──────── Available data

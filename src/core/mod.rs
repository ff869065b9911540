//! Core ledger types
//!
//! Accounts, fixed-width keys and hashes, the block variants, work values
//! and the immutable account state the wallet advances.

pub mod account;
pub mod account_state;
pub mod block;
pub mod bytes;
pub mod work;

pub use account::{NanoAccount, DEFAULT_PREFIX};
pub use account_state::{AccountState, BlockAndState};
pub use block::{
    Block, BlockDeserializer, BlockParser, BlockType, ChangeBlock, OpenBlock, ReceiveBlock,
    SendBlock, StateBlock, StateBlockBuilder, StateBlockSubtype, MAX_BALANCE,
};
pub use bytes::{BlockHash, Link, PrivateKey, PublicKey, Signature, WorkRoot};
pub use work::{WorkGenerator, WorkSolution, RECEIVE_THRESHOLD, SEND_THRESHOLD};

────────────────
──────── Available data

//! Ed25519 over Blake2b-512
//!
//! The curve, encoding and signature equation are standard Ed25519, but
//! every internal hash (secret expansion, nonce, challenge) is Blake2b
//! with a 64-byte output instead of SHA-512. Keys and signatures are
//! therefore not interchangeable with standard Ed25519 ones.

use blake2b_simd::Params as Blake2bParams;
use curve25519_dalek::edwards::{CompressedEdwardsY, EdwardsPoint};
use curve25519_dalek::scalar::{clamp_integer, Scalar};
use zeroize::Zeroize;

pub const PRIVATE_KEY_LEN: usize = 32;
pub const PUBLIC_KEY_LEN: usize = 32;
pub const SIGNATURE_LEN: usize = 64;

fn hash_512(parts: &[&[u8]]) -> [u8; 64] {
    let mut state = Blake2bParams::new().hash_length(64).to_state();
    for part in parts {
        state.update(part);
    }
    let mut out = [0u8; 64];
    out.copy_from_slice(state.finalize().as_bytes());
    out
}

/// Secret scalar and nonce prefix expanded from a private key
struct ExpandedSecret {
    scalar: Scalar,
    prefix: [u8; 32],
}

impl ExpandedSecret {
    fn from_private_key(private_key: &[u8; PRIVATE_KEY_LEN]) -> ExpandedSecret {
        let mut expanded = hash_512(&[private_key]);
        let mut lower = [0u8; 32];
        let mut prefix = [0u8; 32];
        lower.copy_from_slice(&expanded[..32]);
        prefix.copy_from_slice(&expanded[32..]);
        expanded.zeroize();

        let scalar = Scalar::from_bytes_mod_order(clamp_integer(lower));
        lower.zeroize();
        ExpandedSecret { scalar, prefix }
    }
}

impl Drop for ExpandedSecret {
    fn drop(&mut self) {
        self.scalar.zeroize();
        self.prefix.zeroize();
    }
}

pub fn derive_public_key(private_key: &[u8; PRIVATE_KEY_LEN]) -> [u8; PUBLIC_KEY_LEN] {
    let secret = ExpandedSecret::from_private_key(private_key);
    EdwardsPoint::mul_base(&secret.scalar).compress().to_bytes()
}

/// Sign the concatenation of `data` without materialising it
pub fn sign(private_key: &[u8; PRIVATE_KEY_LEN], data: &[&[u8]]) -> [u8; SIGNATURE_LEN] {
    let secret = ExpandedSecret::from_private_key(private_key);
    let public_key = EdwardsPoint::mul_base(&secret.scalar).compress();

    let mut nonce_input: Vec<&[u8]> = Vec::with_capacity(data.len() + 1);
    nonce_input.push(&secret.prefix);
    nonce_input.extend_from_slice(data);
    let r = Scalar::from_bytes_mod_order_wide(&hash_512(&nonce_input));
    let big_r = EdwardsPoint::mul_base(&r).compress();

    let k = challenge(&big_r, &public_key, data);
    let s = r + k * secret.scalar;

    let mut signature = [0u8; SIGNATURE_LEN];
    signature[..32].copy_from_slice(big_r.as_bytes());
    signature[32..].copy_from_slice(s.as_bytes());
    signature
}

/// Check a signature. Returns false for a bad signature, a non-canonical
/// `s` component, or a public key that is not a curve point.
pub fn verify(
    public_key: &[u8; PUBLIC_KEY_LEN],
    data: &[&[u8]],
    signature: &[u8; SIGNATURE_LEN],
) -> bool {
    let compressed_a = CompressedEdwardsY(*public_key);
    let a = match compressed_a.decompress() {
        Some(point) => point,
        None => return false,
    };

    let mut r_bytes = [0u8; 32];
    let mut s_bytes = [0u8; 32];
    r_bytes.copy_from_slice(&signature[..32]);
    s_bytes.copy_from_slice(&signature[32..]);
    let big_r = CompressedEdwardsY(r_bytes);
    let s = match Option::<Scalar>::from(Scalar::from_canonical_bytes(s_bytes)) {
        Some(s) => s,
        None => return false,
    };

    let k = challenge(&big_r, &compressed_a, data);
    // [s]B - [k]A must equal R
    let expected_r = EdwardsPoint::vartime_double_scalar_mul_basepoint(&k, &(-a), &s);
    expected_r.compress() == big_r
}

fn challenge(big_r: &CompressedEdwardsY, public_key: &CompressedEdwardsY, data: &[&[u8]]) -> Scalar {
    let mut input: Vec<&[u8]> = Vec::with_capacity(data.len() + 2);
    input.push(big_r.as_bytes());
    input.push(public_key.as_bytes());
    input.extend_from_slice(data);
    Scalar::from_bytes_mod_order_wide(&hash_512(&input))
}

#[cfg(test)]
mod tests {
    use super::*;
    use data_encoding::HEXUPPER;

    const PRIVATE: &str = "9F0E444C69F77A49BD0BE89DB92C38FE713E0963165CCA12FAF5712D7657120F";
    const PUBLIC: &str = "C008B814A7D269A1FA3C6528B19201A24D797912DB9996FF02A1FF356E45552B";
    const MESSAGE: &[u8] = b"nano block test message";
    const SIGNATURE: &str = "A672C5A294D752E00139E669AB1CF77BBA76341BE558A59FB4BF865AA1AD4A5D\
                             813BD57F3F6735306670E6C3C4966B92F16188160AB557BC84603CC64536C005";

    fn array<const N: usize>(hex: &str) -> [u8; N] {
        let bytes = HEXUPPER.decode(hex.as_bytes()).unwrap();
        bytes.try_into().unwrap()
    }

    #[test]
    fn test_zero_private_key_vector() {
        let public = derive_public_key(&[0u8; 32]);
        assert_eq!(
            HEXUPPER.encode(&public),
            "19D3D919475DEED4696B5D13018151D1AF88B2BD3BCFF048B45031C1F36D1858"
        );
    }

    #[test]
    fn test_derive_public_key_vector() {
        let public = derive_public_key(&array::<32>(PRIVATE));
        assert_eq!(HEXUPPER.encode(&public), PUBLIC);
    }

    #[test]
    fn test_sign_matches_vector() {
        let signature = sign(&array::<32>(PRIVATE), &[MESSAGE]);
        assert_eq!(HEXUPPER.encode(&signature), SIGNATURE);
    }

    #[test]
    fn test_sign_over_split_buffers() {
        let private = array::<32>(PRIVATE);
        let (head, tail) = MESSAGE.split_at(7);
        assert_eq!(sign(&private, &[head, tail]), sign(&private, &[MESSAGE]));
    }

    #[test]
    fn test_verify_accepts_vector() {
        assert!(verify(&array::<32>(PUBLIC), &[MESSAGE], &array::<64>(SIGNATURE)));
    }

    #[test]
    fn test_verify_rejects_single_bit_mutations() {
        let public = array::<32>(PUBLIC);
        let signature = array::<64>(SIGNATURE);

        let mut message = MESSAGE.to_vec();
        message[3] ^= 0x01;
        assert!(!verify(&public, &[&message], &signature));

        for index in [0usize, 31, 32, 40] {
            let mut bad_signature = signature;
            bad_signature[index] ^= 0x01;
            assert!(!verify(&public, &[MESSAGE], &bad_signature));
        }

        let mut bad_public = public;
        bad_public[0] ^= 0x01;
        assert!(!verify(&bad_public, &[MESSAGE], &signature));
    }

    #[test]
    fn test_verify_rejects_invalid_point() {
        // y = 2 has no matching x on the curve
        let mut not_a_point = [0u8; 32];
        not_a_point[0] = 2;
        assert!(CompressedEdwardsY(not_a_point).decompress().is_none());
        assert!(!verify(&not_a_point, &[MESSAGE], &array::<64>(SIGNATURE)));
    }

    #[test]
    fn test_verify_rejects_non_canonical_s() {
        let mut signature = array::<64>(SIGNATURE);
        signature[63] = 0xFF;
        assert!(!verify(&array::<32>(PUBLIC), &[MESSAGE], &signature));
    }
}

────────────────

**Description of the task**
Bring together each line above where the string "zeroize" turns up.

**Task result**
use zeroize::Zeroize;
        expanded.zeroize();
        lower.zeroize();
        self.scalar.zeroize();
        self.prefix.zeroize();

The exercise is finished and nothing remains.